THE BOOK OF POLLY
by KATHY HEPINSTALL
Pamela Dorman Books | 2017
Hardcover: 322 pages
Review Source: ARC e-book from Edelweiss
I’m not sure at what age I became frozen with the knowledge, certainty, and horror that mother would die one day. . . One of my earliest memories was reaching up and trying to snatch a cigarette from her lips. Even then I knew my enemy.
[Polly] had conceived me in something close to a bona fide miracle, when she and her soon-to-be-late husband of thirty-seven years consummated their love for the last time. From the absurdity of that union came the news that my mother received from her doctor three days after my father’s funeral: Polly, , was due to have one more child in the year 1992. [Me.] Willow.
Eight months later I was born, my family already gone like a train pulled out of the station: my father dead, my brother and sister grown and gone. . .
Don’t you love a book that latches onto your funny bone? My first impression of Polly Haven reminded me of my favorite cartoon character, Maxine; brash, fearless and prickly. This is truly a southern tale filled with a small cast of unique characters much like Fried Green Tomatoes’s Iggy Threadgoode or Steel Magnolias’ “Ouiser” played by Shirley MacLaine.
Willow narrates the book beginning when she is a 10-year-old sharing her feelings, thoughts and emotions about living with a gun-toting, Virginia Slims smoking, foul-mouthed, Margarita slurping mother who loves her dearly; but Polly’s actions, viewed through a child’s eyes make you wonder if she was a spawn of the devil. The novel covers the next six years of their lives. Six years filled with tit-for-tat conflicts between a septuagenarian mother and a teenage terror with a propensity for lying. The narration in a child’s voice is a softening agent for adult topics like alcoholism, marital disharmony, religion and terminal illness and engenders sympathy for teenage angst and budding first love.

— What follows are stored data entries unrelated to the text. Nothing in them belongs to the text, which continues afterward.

//! Decision semantics through the public engine API.

#![allow(clippy::unwrap_used)]
#![allow(clippy::expect_used)]
#![allow(clippy::panic)]

use chrono::{TimeZone, Utc};

use praetor_core::model::{
    CheckFailure, CheckRequest, DerivedRoleDefinition, DerivedRolesPolicy, Effect, PolicyRule,
    Principal, Resource, ResourcePolicy,
};

use fixtures::{doc, doc_policy, engine, engine_with, owner_roles, request, user};

#[tokio::test]
async fn default_deny_for_unknown_kind() {
    let e = engine();
    e.load_resource_policies(vec![doc_policy()]).unwrap();

    let res = e
        .check(request(user("u1"), Resource::new("invoice", "i1"), ["view", "pay"]))
        .await;
    assert_eq!(res.results.len(), 2);
    for r in res.results.values() {
        assert_eq!(r.effect, Effect::Deny);
        assert!(!r.matched());
    }
    assert!(res.meta.policies_evaluated.is_empty());
    assert!(res.meta.error.is_none());
}

#[tokio::test]
async fn owner_can_view_and_others_cannot() {
    let e = engine();
    e.load_resource_policies(vec![doc_policy()]).unwrap();

    let res = e.check(request(user("u1"), doc("u1"), ["view"])).await;
    let r = res.result("view").unwrap();
    assert_eq!(r.effect, Effect::Allow);
    assert_eq!(r.matched_policy.as_deref(), Some("doc-base"));
    assert_eq!(r.matched_rule.as_deref(), Some("owner-view"));
    assert_eq!(res.meta.policies_evaluated, vec!["doc-base".to_string()]);

    let res = e.check(request(user("u1"), doc("other"), ["view"])).await;
    let r = res.result("view").unwrap();
    assert_eq!(r.effect, Effect::Deny);
    assert!(!r.matched());
}

#[tokio::test]
async fn explicit_deny_overrides_admin_allow() {
    let e = engine();
    e.load_resource_policies(vec![doc_policy()]).unwrap();

    let admin = Principal::new("a1").with_role("admin");
    let locked = Resource::new("doc", "d1").with_attr("status", "locked");
    let res = e.check(request(admin.clone(), locked, ["delete"])).await;
    let r = res.result("delete").unwrap();
    assert_eq!(r.effect, Effect::Deny);
    assert!(r.matched());
    assert_eq!(r.matched_rule.as_deref(), Some("locked-delete"));

    let open = Resource::new("doc", "d1").with_attr("status", "open");
    assert!(e.check(request(admin, open, ["delete"])).await.is_allowed("delete"));
}

#[tokio::test]
async fn deny_in_a_later_policy_still_wins() {
    let e = engine();
    let base = ResourcePolicy::new("base", "doc", vec![PolicyRule::new("all", Effect::Allow, ["*"])]);
    let scoped = ResourcePolicy::new(
        "freeze",
        "doc",
        vec![PolicyRule::new("no-edit", Effect::Deny, ["edit"])],
    );
    e.load_resource_policies(vec![base, scoped]).unwrap();

    let res = e.check(request(user("u1"), doc("u1"), ["view", "edit"])).await;
    assert!(res.is_allowed("view"));
    let edit = res.result("edit").unwrap();
    assert_eq!(edit.effect, Effect::Deny);
    assert_eq!(edit.matched_policy.as_deref(), Some("freeze"));
    assert_eq!(res.meta.policies_evaluated, vec!["base".to_string(), "freeze".to_string()]);
}

#[tokio::test]
async fn wildcard_action_matches_unseen_actions() {
    let e = engine();
    e.load_resource_policies(vec![ResourcePolicy::new(
        "anything",
        "doc",
        vec![PolicyRule::new("all", Effect::Allow, ["*"]).with_roles(["user"])],
    )])
    .unwrap();

    let res = e
        .check(request(user("u1"), doc("x"), ["view", "some-brand-new-action"]))
        .await;
    assert!(res.is_allowed("view"));
    assert!(res.is_allowed("some-brand-new-action"));
}

#[tokio::test]
async fn erroring_condition_fails_closed() {
    let e = engine();
    e.load_resource_policies(vec![ResourcePolicy::new(
        "p",
        "doc",
        vec![
            PolicyRule::new("needs-clearance", Effect::Allow, ["view"])
                .with_condition("principal.attr.clearance >= 3"),
            PolicyRule::new("not-negated", Effect::Allow, ["edit"])
                .with_condition("!(resource.attr.missing == 'x')"),
        ],
    )])
    .unwrap();

    let res = e.check(request(user("u1"), doc("u1"), ["view", "edit"])).await;
    assert_eq!(res.result("view").unwrap().effect, Effect::Deny);
    assert_eq!(res.result("edit").unwrap().effect, Effect::Deny);
    assert!(res.meta.error.is_none());
    assert!(e.stats().condition_errors["evaluation"] >= 2);
}

#[tokio::test]
async fn derived_roles_gate_rules() {
    let e = engine();
    e.load_derived_roles_policies(vec![owner_roles()]).unwrap();
    e.load_resource_policies(vec![ResourcePolicy::new(
        "p",
        "doc",
        vec![PolicyRule::new("owner-edit", Effect::Allow, ["edit"]).with_derived_roles(["owner"])],
    )])
    .unwrap();

    let res = e.check(request(user("u1"), doc("u1"), ["edit"])).await;
    let r = res.result("edit").unwrap();
    assert!(r.is_allowed());
    assert_eq!(r.effective_derived_roles, vec!["owner".to_string()]);

    let res = e.check(request(user("u1"), doc("u2"), ["edit"])).await;
    let r = res.result("edit").unwrap();
    assert!(!r.is_allowed());
    assert!(r.effective_derived_roles.is_empty());
}

#[tokio::test]
async fn empty_parent_roles_never_derive() {
    let e = engine();
    e.load_derived_roles_policies(vec![DerivedRolesPolicy::new(
        "dr",
        vec![DerivedRoleDefinition::new("everyone", Vec::<String>::new())],
    )])
    .unwrap();
    e.load_resource_policies(vec![ResourcePolicy::new(
        "p",
        "doc",
        vec![PolicyRule::new("r", Effect::Allow, ["view"]).with_derived_roles(["everyone"])],
    )])
    .unwrap();

    assert!(!e.check(request(user("u1"), doc("u1"), ["view"])).await.is_allowed("view"));
}

#[tokio::test]
async fn invalid_request_denies_everything() {
    let e = engine();
    e.load_resource_policies(vec![ResourcePolicy::new(
        "open",
        "doc",
        vec![PolicyRule::new("all", Effect::Allow, ["*"])],
    )])
    .unwrap();

    let res = e.check(request(Principal::new(""), doc("u1"), ["view"])).await;
    assert_eq!(res.result("view").unwrap().effect, Effect::Deny);
    assert!(matches!(res.meta.error, Some(CheckFailure::InvalidRequest(ref r)) if r.contains("principal.id")));

    let res = e.check(request(user("u1"), doc("u1"), ["view", ""])).await;
    assert_eq!(res.results.len(), 1);
    assert!(!res.is_allowed("view"));
    assert!(matches!(res.meta.error, Some(CheckFailure::InvalidRequest(_))));

    let res = e.check(request(user("u1"), doc("u1"), [])).await;
    assert!(res.results.is_empty());
    assert!(matches!(res.meta.error, Some(CheckFailure::InvalidRequest(_))));
}

#[tokio::test]
async fn request_id_is_kept_or_assigned() {
    let e = engine();
    let res = e
        .check(request(user("u1"), doc("u1"), ["view"]).with_request_id("req-42"))
        .await;
    assert_eq!(res.request_id, "req-42");

    let a = e.check(request(user("u1"), doc("u1"), ["view"])).await;
    let b = e.check(request(user("u1"), doc("u1"), ["view"])).await;
    assert!(!a.request_id.is_empty());
    assert_ne!(a.request_id, b.request_id);
}

#[tokio::test]
async fn rejected_load_keeps_active_policies() {
    let e = engine();
    e.load_resource_policies(vec![doc_policy()]).unwrap();
    let generation = e.stats().generation;

    let broken = ResourcePolicy::new(
        "broken",
        "doc",
        vec![PolicyRule::new("r", Effect::Deny, ["view"]).with_condition("principal.id ==")],
    );
    let err = e.load_resource_policies(vec![broken]).unwrap_err();
    assert_eq!(err.code().as_str(), "INVALID_POLICY");

    assert_eq!(e.stats().generation, generation);
    assert!(e.check(request(user("u1"), doc("u1"), ["view"])).await.is_allowed("view"));

    let no_kind = ResourcePolicy::new("nameless-kind", "", vec![]);
    assert!(e.load_resource_policies(vec![no_kind]).is_err());
}

#[tokio::test]
async fn long_flat_condition_is_rejected_at_load() {
    let e = engine_with(|c| c.evaluation.max_expression_len = 1_048_576);
    e.load_resource_policies(vec![doc_policy()]).unwrap();

    let chain = format!("1{} > 0", "+1".repeat(200_000));
    let long = ResourcePolicy::new(
        "long",
        "doc",
        vec![PolicyRule::new("sum", Effect::Allow, ["view"]).with_condition(chain)],
    );
    let err = e.load_resource_policies(vec![long]).unwrap_err();
    assert_eq!(err.code().as_str(), "INVALID_POLICY");
    assert!(err.to_string().contains("nested deeper"), "{err}");

    assert!(e.check(request(user("u1"), doc("u1"), ["view"])).await.is_allowed("view"));
}

#[tokio::test]
async fn clear_policies_returns_to_default_deny() {
    let e = engine();
    e.load_resource_policies(vec![doc_policy()]).unwrap();
    e.load_derived_roles_policies(vec![owner_roles()]).unwrap();
    e.clear_policies();

    let stats = e.stats();
    assert_eq!(stats.policies.resource_policies, 0);
    assert_eq!(stats.policies.derived_role_definitions, 0);
    assert!(!e.check(request(user("u1"), doc("u1"), ["view"])).await.is_allowed("view"));
}

#[tokio::test]
async fn business_hours_use_injected_clock() {
    let e = engine();
    e.load_resource_policies(vec![ResourcePolicy::new(
        "hours",
        "doc",
        vec![PolicyRule::new("office", Effect::Allow, ["view"])
            .with_condition("now.getHours() >= 9 && now.getHours() < 17")],
    )])
    .unwrap();

    let req = || request(user("u1"), doc("u1"), ["view"]);
    let morning = Utc.with_ymd_and_hms(2026, 3, 10, 10, 0, 0).unwrap();
    let night = Utc.with_ymd_and_hms(2026, 3, 10, 23, 0, 0).unwrap();
    assert!(e.check_at(req(), morning).await.is_allowed("view"));
    assert!(!e.check_at(req(), night).await.is_allowed("view"));
}

#[tokio::test]
async fn aux_data_is_visible_to_conditions() {
    let e = engine();
    e.load_resource_policies(vec![ResourcePolicy::new(
        "net",
        "doc",
        vec![PolicyRule::new("office-net", Effect::Allow, ["view"])
            .with_condition("inIPAddrRange(auxData.ip, '10.0.0.0/8')")],
    )])
    .unwrap();

    let inside: CheckRequest = request(user("u1"), doc("u1"), ["view"]).with_aux("ip", "10.2.3.4");
    let outside = request(user("u1"), doc("u1"), ["view"]).with_aux("ip", "8.8.8.8");
    assert!(e.check(inside).await.is_allowed("view"));
    assert!(!e.check(outside).await.is_allowed("view"));
}

#[tokio::test]
async fn wire_format_is_camel_case() {
    let e = engine();
    e.load_resource_policies(vec![doc_policy()]).unwrap();

    let raw = r#"{
        "requestId": "wire-1",
        "principal": {"id": "u1", "roles": ["user"]},
        "resource": {"kind": "doc", "id": "d1", "attr": {"ownerId": "u1"}},
        "actions": ["view"]
    }"#;
    let req: CheckRequest = serde_json::from_str(raw).unwrap();
    let res = e.check(req).await;

    let json = serde_json::to_value(&res).unwrap();
    assert_eq!(json["requestId"], "wire-1");
    assert_eq!(json["results"]["view"]["effect"], "allow");
    assert_eq!(json["results"]["view"]["matchedRule"], "owner-view");
    assert!(json["meta"]["evaluationDurationMs"].is_number());
    assert_eq!(json["meta"]["cacheHit"], false);
}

One of Polly’s traits that drives Willow crazy is her unwillingness to share her past life – life before Willow – one that includes deeply held dark secrets. Willow is determined to peel the onion on that story and other guarded truths in order to find a place for herself in the family timeline. Some place where she understands where she came from and where she will be in the future. She is terrified of finding herself alone in the world without – her mother.
Polly’s cigarette habit frightens Willow the most. She does everything she can to make her mother miserable in attempt to ward off the “Bear”, her mother’s term for cancer. Her efforts to prolong her mother’s life produce some deeply touching moments and some rather explosive reactions between them.
Polly’s over-the-top reactions to perceived or actual attacks rankles school authorities, her equally cantankerous neighbors and the world at-large. That includes the squirrels that invade her precious pecan tree.
I loved this coming-of-age story and I had more than a few hearty chuckles over the neighbor’s cat straddling the rickety fence, the next door neighbor’s free-range undisciplined Montessori twins, Dalton and Willow’s budding romance, and the bond between her brother’s friend and Polly.
Underlying all the spats and bluster lies the meaning of life for all of us. And the feel good ending, seen coming a mile away, reminded me of the last verse of Desiderata:
And whether or not it is clear to you, no doubt the universe is unfolding as it should. Therefore be at peace with God, whatever you conceive Him to be. And whatever your labors and aspirations, in the noisy confusion of life, keep peace in your soul. With all its sham, drudgery and broken dreams, it is still a beautiful world. Be cheerful. Strive to be happy.